[Material to process]

impl Encodable for Msg {
    fn encode<W: WriteBytesExt>(&self, w: &mut W) -> Result<usize> {
        use crate::FCall::*;

        let typ = MsgType::from(&self.body);
        let buf = Encoder::new(&mut *w) << &(typ as u8) << &self.tag;

        let buf = match self.body {
            TVersion {
                ref msize,
                ref version,
            } => buf << msize << version,
            RVersion {
                ref msize,
                ref version,
            } => buf << msize << version,
            TAuth {
                ref afid,
                ref uname,
                ref aname,
            } => buf << afid << uname << aname,
            RAuth { ref aqid } => buf << aqid,
            TAttach {
                ref fid,
                ref afid,
                ref uname,
                ref aname,
            } => buf << fid << afid << uname << aname,
            RAttach { ref qid } => buf << qid,
            RError { ref ename } => buf << ename,
            TFlush { ref oldtag } => buf << oldtag,
            RFlush => buf,
            TWalk {
                ref fid,
                ref newfid,
                ref wnames,
            } => buf << fid << newfid << wnames,
            RWalk { ref wqids } => buf << wqids,
            TOpen { ref fid, ref mode } => buf << fid << mode,
            ROpen {
                ref qid,
                ref iounit,
            } => buf << qid << iounit,
            TCreate {
                ref fid,
                ref name,
                ref perm,
                ref mode,
            } => buf << fid << name << perm << mode,
            RCreate {
                ref qid,
                ref iounit,
            } => buf << qid << iounit,
            TRead {
                ref fid,
                ref offset,
                ref count,
            } => buf << fid << offset << count,
            RRead { ref data } => buf << data,
            TWrite {
                ref fid,
                ref offset,
                ref data,
            } => buf << fid << offset << data,
            RWrite { ref count } => buf << count,
            TClunk { ref fid } => buf << fid,
            RClunk => buf,
            TRemove { ref fid } => buf << fid,
            RRemove => buf,
            TStat { ref fid } => buf << fid,
            RStat { ref stat } => {
                let head = buf.into_result()?.bytes_written();
                return Ok(head + encode_stat(w, stat)?);
            }
            TWStat { ref fid, ref stat } => {
                let enc = (buf << fid).into_result()?;
                let head = enc.bytes_written();
                return Ok(head + encode_stat(w, stat)?);
            }
            RWStat => buf,
        };

        buf.into_result().map(|enc| enc.bytes_written())
    }
}
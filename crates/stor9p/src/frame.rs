//! Frame envelope: `size[4] type[1] tag[2] args`.
//!
//! `size` counts the whole frame including itself. The session reads raw
//! frames through [`FrameCodec`] so that a message of an unknown type can
//! still be answered with its tag.

use crate::{
    error::Error,
    fcall::{HEADER_SIZE, Msg},
    res, serialize,
    utils::Result,
};
use bytes::{Buf, BufMut, Bytes, BytesMut};
use std::io;
use tokio::io::{AsyncRead, AsyncReadExt, AsyncWrite, AsyncWriteExt};
use tokio_util::codec::Decoder;

const SIZE_FIELD: usize = 4;

/// A frame whose envelope has been parsed but whose arguments have not.
#[derive(Clone, Debug, PartialEq, Eq)]
pub struct RawFrame {
    pub typ: u8,
    pub tag: u16,
    pub args: Bytes,
}

impl RawFrame {
    /// Decode the arguments according to the frame type.
    pub fn decode(&self) -> Result<Msg> {
        serialize::decode_body(self.typ, self.tag, &self.args)
    }
}

/// Splits a byte stream into [`RawFrame`]s, rejecting frames shorter than
/// the header or longer than `max_size`.
#[derive(Copy, Clone, Debug)]
pub struct FrameCodec {
    max_size: u32,
}

impl FrameCodec {
    pub fn new(max_size: u32) -> FrameCodec {
        FrameCodec { max_size }
    }

    fn check_size(&self, size: u32) -> Result<usize> {
        if (size as usize) < HEADER_SIZE || size > self.max_size {
            return res!(Error::BadFrame);
        }
        Ok(size as usize)
    }
}

impl Decoder for FrameCodec {
    type Item = RawFrame;
    type Error = Error;

    fn decode(&mut self, src: &mut BytesMut) -> Result<Option<RawFrame>> {
        if src.len() < SIZE_FIELD {
            return Ok(None);
        }

        let size = self.check_size(u32::from_le_bytes([src[0], src[1], src[2], src[3]]))?;
        if src.len() < size {
            src.reserve(size - src.len());
            return Ok(None);
        }

        let mut frame = src.split_to(size);
        frame.advance(SIZE_FIELD);
        let typ = frame.get_u8();
        let tag = frame.get_u16_le();

        Ok(Some(RawFrame {
            typ,
            tag,
            args: frame.freeze(),
        }))
    }

    fn decode_eof(&mut self, src: &mut BytesMut) -> Result<Option<RawFrame>> {
        match self.decode(src)? {
            Some(frame) => Ok(Some(frame)),
            None if src.is_empty() => Ok(None),
            None => res!(Error::TruncatedFrame),
        }
    }
}

/// Serialize a message into one complete frame.
pub fn encode_msg(msg: &Msg) -> Result<Bytes> {
    let mut buf = BytesMut::with_capacity(4096);
    buf.put_u32_le(0);

    let mut writer = buf.writer();
    serialize::write_msg(&mut writer, msg)?;
    let mut buf = writer.into_inner();

    let size = u32::try_from(buf.len()).map_err(|_| Error::BadFrame)?;
    buf[..SIZE_FIELD].copy_from_slice(&size.to_le_bytes());
    Ok(buf.freeze())
}

/// Read exactly one frame of at most `max_size` bytes.
///
/// Returns `None` when the stream ends cleanly before a new frame and
/// `TruncatedFrame` when it ends inside one.
pub async fn read_frame<R>(r: &mut R, max_size: u32) -> Result<Option<Msg>>
where
    R: AsyncRead + Unpin,
{
    let mut head = [0u8; SIZE_FIELD];
    let mut filled = 0;
    while filled < SIZE_FIELD {
        let n = r.read(&mut head[filled..]).await?;
        if n == 0 {
            return if filled == 0 {
                Ok(None)
            } else {
                res!(Error::TruncatedFrame)
            };
        }
        filled += n;
    }

    let size = FrameCodec::new(max_size).check_size(u32::from_le_bytes(head))?;
    let mut rest = vec![0u8; size - SIZE_FIELD];
    r.read_exact(&mut rest).await.map_err(|e| match e.kind() {
        io::ErrorKind::UnexpectedEof => Error::TruncatedFrame,
        _ => Error::Io(e),
    })?;

    let tag = u16::from_le_bytes([rest[1], rest[2]]);
    serialize::decode_body(rest[0], tag, &rest[HEADER_SIZE - SIZE_FIELD..]).map(Some)
}

/// Write one complete frame with a single write.
pub async fn write_frame<W>(w: &mut W, msg: &Msg) -> Result<()>
where
    W: AsyncWrite + Unpin,
{
    let frame = encode_msg(msg)?;
    w.write_all(&frame).await?;
    w.flush().await?;
    Ok(())
}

[/Material to process]

• **Task requirements**
The answer must be every line of the listing that holds the word "BytesMut".

• **Output of the exercise**
use bytes::{Buf, BufMut, Bytes, BytesMut};
    fn decode(&mut self, src: &mut BytesMut) -> Result<Option<RawFrame>> {
    fn decode_eof(&mut self, src: &mut BytesMut) -> Result<Option<RawFrame>> {
    let mut buf = BytesMut::with_capacity(4096);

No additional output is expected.